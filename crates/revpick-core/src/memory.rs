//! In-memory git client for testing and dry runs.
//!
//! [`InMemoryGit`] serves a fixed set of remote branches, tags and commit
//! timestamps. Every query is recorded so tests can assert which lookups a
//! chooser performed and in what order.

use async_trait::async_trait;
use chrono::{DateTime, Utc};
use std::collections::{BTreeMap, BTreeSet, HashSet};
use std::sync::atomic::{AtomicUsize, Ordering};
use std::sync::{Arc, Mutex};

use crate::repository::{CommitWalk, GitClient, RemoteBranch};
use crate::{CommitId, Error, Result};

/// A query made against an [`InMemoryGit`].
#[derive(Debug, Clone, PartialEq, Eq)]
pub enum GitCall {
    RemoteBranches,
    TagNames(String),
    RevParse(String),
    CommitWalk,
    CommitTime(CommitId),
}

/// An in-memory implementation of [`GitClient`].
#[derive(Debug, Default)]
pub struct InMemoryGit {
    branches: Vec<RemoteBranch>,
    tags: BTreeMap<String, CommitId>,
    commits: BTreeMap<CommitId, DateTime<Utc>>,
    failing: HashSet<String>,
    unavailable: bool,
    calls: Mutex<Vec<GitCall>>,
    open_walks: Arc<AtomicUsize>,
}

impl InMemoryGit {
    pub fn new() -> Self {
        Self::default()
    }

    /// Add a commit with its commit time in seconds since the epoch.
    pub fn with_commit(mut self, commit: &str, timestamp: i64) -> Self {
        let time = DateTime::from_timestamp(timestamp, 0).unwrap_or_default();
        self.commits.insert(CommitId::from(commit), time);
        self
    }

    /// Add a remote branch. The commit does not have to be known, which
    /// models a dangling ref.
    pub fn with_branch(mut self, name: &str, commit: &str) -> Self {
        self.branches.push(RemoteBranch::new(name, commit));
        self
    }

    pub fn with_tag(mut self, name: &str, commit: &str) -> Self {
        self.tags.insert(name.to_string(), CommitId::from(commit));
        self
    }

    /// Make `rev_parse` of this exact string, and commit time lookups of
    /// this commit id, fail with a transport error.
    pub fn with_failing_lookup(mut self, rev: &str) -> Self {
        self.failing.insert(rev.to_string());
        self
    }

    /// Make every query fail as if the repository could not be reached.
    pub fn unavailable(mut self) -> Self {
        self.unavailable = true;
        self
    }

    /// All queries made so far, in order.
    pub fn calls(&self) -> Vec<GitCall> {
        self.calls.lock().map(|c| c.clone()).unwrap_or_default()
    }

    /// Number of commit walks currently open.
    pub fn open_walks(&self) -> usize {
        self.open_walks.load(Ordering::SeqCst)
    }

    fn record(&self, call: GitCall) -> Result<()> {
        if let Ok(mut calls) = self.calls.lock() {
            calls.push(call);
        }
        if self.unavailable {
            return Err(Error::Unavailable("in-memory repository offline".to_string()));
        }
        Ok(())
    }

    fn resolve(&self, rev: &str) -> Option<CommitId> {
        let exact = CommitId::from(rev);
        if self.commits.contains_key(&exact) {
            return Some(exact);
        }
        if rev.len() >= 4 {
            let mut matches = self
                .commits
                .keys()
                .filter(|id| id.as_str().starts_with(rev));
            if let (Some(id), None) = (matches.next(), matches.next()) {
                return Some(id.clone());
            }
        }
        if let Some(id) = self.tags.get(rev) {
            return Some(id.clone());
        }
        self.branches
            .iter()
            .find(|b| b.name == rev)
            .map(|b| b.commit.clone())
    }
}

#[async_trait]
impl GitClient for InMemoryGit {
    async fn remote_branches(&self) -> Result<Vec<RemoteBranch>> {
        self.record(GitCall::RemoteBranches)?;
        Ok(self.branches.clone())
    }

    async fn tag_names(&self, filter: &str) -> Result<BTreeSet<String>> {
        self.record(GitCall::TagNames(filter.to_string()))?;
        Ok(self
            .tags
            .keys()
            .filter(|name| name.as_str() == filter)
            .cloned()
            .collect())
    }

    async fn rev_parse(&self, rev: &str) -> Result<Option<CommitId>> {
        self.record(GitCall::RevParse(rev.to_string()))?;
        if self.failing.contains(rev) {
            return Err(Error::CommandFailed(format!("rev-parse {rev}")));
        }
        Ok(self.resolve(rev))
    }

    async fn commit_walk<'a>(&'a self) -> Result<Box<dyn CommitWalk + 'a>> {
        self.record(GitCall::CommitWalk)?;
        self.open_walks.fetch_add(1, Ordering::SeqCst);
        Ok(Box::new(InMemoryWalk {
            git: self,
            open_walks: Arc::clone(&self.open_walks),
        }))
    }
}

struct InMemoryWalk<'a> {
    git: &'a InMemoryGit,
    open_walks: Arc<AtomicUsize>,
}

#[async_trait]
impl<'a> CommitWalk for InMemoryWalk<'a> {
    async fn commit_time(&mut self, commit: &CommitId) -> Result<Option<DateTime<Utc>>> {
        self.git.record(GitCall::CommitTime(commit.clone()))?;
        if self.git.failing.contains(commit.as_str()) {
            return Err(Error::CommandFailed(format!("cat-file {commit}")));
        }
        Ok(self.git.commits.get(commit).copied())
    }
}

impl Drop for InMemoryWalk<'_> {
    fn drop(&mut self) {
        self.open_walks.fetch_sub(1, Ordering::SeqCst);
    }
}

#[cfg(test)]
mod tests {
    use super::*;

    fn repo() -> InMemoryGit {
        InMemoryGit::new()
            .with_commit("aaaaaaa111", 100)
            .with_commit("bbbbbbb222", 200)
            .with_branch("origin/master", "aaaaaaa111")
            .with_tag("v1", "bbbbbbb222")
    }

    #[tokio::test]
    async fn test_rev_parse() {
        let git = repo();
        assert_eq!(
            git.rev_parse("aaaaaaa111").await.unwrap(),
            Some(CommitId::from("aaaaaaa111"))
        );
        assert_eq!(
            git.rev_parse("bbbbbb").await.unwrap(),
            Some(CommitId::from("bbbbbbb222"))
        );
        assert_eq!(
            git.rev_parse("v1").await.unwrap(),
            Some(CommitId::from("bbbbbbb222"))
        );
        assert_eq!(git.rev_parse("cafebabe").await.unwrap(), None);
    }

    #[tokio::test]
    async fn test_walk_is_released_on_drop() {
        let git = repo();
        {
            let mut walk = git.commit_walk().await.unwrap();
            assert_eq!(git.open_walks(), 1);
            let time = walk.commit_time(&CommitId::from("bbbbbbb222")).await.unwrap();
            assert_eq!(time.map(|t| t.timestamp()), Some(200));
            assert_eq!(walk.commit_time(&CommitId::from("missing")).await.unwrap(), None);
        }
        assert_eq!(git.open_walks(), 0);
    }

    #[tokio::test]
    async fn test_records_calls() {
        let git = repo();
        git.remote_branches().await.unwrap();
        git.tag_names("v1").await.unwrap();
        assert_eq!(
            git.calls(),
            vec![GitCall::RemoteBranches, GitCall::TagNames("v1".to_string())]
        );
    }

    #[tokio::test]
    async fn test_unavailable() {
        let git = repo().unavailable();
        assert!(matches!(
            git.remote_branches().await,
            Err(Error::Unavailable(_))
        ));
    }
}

=====

Exercise goal: From the start of the data to the line that holds "pub struct InMemoryGit", retype each line exactly, with both ends included.

Your solution:
filename crates/revpick-core/src/memory.rs
//! In-memory git client for testing and dry runs.
//!
//! [`InMemoryGit`] serves a fixed set of remote branches, tags and commit
//! timestamps. Every query is recorded so tests can assert which lookups a
//! chooser performed and in what order.

use async_trait::async_trait;
use chrono::{DateTime, Utc};
use std::collections::{BTreeMap, BTreeSet, HashSet};
use std::sync::atomic::{AtomicUsize, Ordering};
use std::sync::{Arc, Mutex};

use crate::repository::{CommitWalk, GitClient, RemoteBranch};
use crate::{CommitId, Error, Result};

/// A query made against an [`InMemoryGit`].
#[derive(Debug, Clone, PartialEq, Eq)]
pub enum GitCall {
    RemoteBranches,
    TagNames(String),
    RevParse(String),
    CommitWalk,
    CommitTime(CommitId),
}

/// An in-memory implementation of [`GitClient`].
#[derive(Debug, Default)]
pub struct InMemoryGit {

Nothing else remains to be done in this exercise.